Updated On Aug 17, 2021

Public Provident Fund (PPF) is one of the most popular small savings schemes among Indians for long-term investments. It is a popular debt option since it guarantees a return. It is also more tax-efficient than most other products, such as bank fixed deposits (FDs). It has an exempt, exempt, and exempt (EEE) tax status, i.e., investing in a PPF, or Public Provident Fund, is tax-free, as is the interest earned and the accumulations. Let us learn how you can utilize a public provident fund in the best way to maximize your profits. 

How Can You Use Your PPF Account?

When one decides to retire, a corpus with a high return on investment due to the interest rate can be helpful. In an emergency, PPF account holders can make a partial withdrawal that is totally tax-free after seven years of account opening. Withdrawals made after the 15-year lock-in period are also tax-free. PPF account users can take a loan against their PPF funds three years after starting the account. The loan interest rate will be lower as a result of this. Finally, the PPF provides dual tax benefits because both withdrawals and interest added to the money in the PPF accounts are tax-free under section 80C of the Income Tax Act.

How Can You Utilize PPF In The Best Way Possible?

The following tips can help you utilize your PPF in the best possible way. 

1. You Should Invest At the Start of the Fiscal Year

Investing in the PPF at the start of the year is always a good idea. You will earn interest on your deposits for the full year in this manner. Most people make large contributions in their PPF account at the end of the financial year, in March, in order to claim the Section 80C deduction. In a given year, a tax deduction of up to Rs. 1.5 Lakh can be claimed on investments made in a PPF account.

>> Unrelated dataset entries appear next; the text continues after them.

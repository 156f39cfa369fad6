//! Implementation of the round() builtin function.

use num_bigint::BigInt;
use num_traits::{FromPrimitive, ToPrimitive};

use crate::{
    errors::{Error, ErrorKind, EvalResult},
    token::CodeRange,
    value::Value,
};

/// `round(x[, ndigits])` with banker's rounding.
///
/// Without `ndigits` a float rounds to an integer; with it the result
/// stays a float. Integers pass through unchanged.
pub(crate) fn builtin_round(args: &[Value], range: CodeRange) -> EvalResult<Value> {
    if args.is_empty() || args.len() > 2 {
        return Err(Error::new(
            ErrorKind::UnsupportedArgumentError,
            format!("round() takes 1 or 2 arguments ({} given)", args.len()),
            range,
        ));
    }
    let ndigits = match args.get(1) {
        None => None,
        Some(Value::Int(n)) => Some(n.to_i32().unwrap_or(i32::MAX)),
        Some(Value::Bool(b)) => Some(i32::from(*b)),
        Some(other) => {
            return Err(Error::new(
                ErrorKind::UnsupportedArgumentError,
                format!("'{}' object cannot be interpreted as an integer", other.type_name()),
                range,
            ));
        }
    };

    match &args[0] {
        Value::Bool(b) => Ok(Value::Int(BigInt::from(i32::from(*b)))),
        Value::Int(i) => Ok(Value::Int(i.clone())),
        Value::Float(f) => match ndigits {
            None => {
                if f.is_nan() {
                    return Err(convert_error("NaN", range));
                }
                if f.is_infinite() {
                    return Err(convert_error("infinity", range));
                }
                let rounded = f.round_ties_even();
                Ok(Value::Int(BigInt::from_f64(rounded).unwrap_or_default()))
            }
            Some(n) => {
                if !f.is_finite() {
                    return Ok(Value::Float(*f));
                }
                let factor = 10f64.powi(n);
                if !factor.is_finite() || factor == 0.0 {
                    // ndigits far beyond the float's precision leaves it
                    // unchanged (or flushes it to zero for large negatives).
                    return Ok(Value::Float(if n > 0 { *f } else { 0.0 }));
                }
                Ok(Value::Float((f * factor).round_ties_even() / factor))
            }
        },
        other => Err(Error::new(
            ErrorKind::UnsupportedOperandTypeError,
            format!("type {} doesn't define a round operation", other.type_name()),
            range,
        )),
    }
}

fn convert_error(what: &str, range: CodeRange) -> Error {
    Error::new(
        ErrorKind::UnsupportedArgumentError,
        format!("cannot convert float {what} to integer"),
        range,
    )
}
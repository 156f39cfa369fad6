//! The `math_*` constants seeded into the global frame.

use std::f64::consts;

/// Name/value pairs bound as `Float` constants at startup.
pub(crate) const CONSTANTS: &[(&str, f64)] = &[
    ("math_pi", consts::PI),
    ("math_e", consts::E),
    ("math_tau", consts::TAU),
    ("math_inf", f64::INFINITY),
    ("math_nan", f64::NAN),
];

However, if you wait until the end of the year to invest, you will lose out on the year's interest.

2. You Should Invest By the 5th of Every Month

If you make monthly contributions to your PPF account by investing before the 5th of every month, it will help you receive the most profits, as interest rates are computed monthly and compounded to your PPF contributions, as opposed to investors who invest after the 5th. Hence, you can maximise your gains by investing before the interest calculation date for a given month. 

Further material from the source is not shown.